**TASK TO COMPLETE:** Your task is to copy every line of the records below that contains "default".

**AVAILABLE RECORDS:**
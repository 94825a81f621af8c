mod common;

use common::{BackboneOptions, backbone_model};
use fcnseg::backbone::load_backbone_bytes;
use fcnseg::ir::{Op, ValueId, print_graph, verify_graph};
use fcnseg::model::{BACKBONE_STRIDE, DecoderConfig, DecoderError, UPSAMPLE_FACTORS, layers};
use fcnseg::session::{Session, SessionError};
use prost::Message;
use proptest::prelude::*;
use proptest::test_runner::Config as ProptestConfig;

fn feature_maps(
    session: &mut Session,
    grid: (usize, usize),
    channels: [usize; 3],
) -> [ValueId; 3] {
    let (gh, gw) = grid;
    [
        session
            .placeholder("shallow", vec![1, gh * 4, gw * 4, channels[0]])
            .expect("shallow"),
        session
            .placeholder("mid", vec![1, gh * 2, gw * 2, channels[1]])
            .expect("mid"),
        session
            .placeholder("deep", vec![1, gh, gw, channels[2]])
            .expect("deep"),
    ]
}

proptest! {
    #![proptest_config(ProptestConfig {
        cases: 48,
        failure_persistence: None,
        .. ProptestConfig::default()
    })]

    #[test]
    fn logits_match_the_image_for_every_class_count(
        num_classes in 1usize..8,
        gh in 1usize..6,
        gw in 1usize..6,
        c3 in 1usize..12,
        c4 in 1usize..12,
        c7 in 1usize..12,
    ) {
        let mut session = Session::new(0);
        let [shallow, mid, deep] = feature_maps(&mut session, (gh, gw), [c3, c4, c7]);
        let image_shape = (gh * BACKBONE_STRIDE, gw * BACKBONE_STRIDE);
        let out = layers(
            &mut session,
            shallow,
            mid,
            deep,
            num_classes,
            &DecoderConfig { image_shape, ..DecoderConfig::default() },
        )
        .expect("decoder should build");

        let shape = session.static_shape(out.logits).expect("logits shape");
        prop_assert_eq!(shape, vec![1, image_shape.0, image_shape.1, num_classes]);
        prop_assert_eq!(out.regularizers.len(), 4);
    }
}

#[test]
fn upsample_factors_cover_the_backbone_stride() {
    assert_eq!(UPSAMPLE_FACTORS, [2, 2, 8]);
    assert_eq!(UPSAMPLE_FACTORS.iter().product::<usize>(), BACKBONE_STRIDE);
    assert_eq!(BACKBONE_STRIDE, 32);
}

#[test]
fn decoder_on_the_fixture_backbone_yields_full_resolution_logits() {
    let model = backbone_model((160, 576), BackboneOptions::default());
    let mut session = Session::new(0);
    let backbone =
        load_backbone_bytes(&mut session, &model.encode_to_vec()).expect("backbone should load");
    let out = layers(
        &mut session,
        backbone.layer3_out,
        backbone.layer4_out,
        backbone.layer7_out,
        2,
        &DecoderConfig::default(),
    )
    .expect("decoder should build");

    assert_eq!(session.shape(out.logits), Some(&[1, 160, 576, 2][..]));
    verify_graph(session.graph()).expect("built graph should verify");

    let listing = print_graph(session.graph());
    let upsampling = listing
        .lines()
        .filter(|line| line.contains("= conv2d_transpose "))
        .map(|line| line.split_once(" s[").map_or("", |(_, attrs)| attrs))
        .collect::<Vec<_>>();
    assert_eq!(upsampling, vec!["2, 2] same", "2, 2] same", "8, 8] same"]);
    assert!(listing.lines().any(|line| line.ends_with(": decoder/logits")));

    let penalized = out
        .regularizers
        .iter()
        .map(|term| term.variable.as_str())
        .collect::<Vec<_>>();
    assert_eq!(
        penalized,
        vec![
            "decoder/score_deep/kernel",
            "decoder/upsample_deep/kernel",
            "decoder/upsample_mid/kernel",
            "decoder/upsample_final/kernel",
        ]
    );
}

#[test]
fn misaligned_skip_connection_fails_before_training() {
    let mut session = Session::new(0);
    let shallow = session
        .placeholder("shallow", vec![1, 20, 72, 4])
        .expect("shallow");
    // One row short of twice the deep map.
    let mid = session.placeholder("mid", vec![1, 9, 36, 6]).expect("mid");
    let deep = session.placeholder("deep", vec![1, 5, 18, 8]).expect("deep");

    let err = layers(&mut session, shallow, mid, deep, 2, &DecoderConfig::default())
        .expect_err("fusion must reject mismatched maps");
    assert!(matches!(err, DecoderError::Shape(message) if message.contains("decoder/fuse_mid")));
    assert!(session.variables().count() < 8);
}

#[test]
fn fusing_maps_with_different_channel_counts_is_a_shape_error() {
    let mut session = Session::new(0);
    let upsampled = session
        .placeholder("upsampled", vec![1, 10, 36, 6])
        .expect("upsampled");
    let skip = session.placeholder("skip", vec![1, 10, 36, 5]).expect("skip");
    let err = session
        .add(Op::Add(upsampled, skip))
        .expect_err("channel mismatch must fail");
    assert!(matches!(err, SessionError::Shape(_)));
}

#[test]
fn non_image_feature_map_is_rejected() {
    let mut session = Session::new(0);
    let shallow = session.placeholder("shallow", vec![1, 20, 72]).expect("shallow");
    let mid = session.placeholder("mid", vec![1, 10, 36, 6]).expect("mid");
    let deep = session.placeholder("deep", vec![1, 5, 18, 8]).expect("deep");
    assert!(matches!(
        layers(&mut session, shallow, mid, deep, 2, &DecoderConfig::default()),
        Err(DecoderError::Shape(_))
    ));
}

**ANSWER TO THE EXERCISE:**
        .. ProptestConfig::default()
            &DecoderConfig { image_shape, ..DecoderConfig::default() },
    let model = backbone_model((160, 576), BackboneOptions::default());
        &DecoderConfig::default(),
    let err = layers(&mut session, shallow, mid, deep, 2, &DecoderConfig::default())
        layers(&mut session, shallow, mid, deep, 2, &DecoderConfig::default()),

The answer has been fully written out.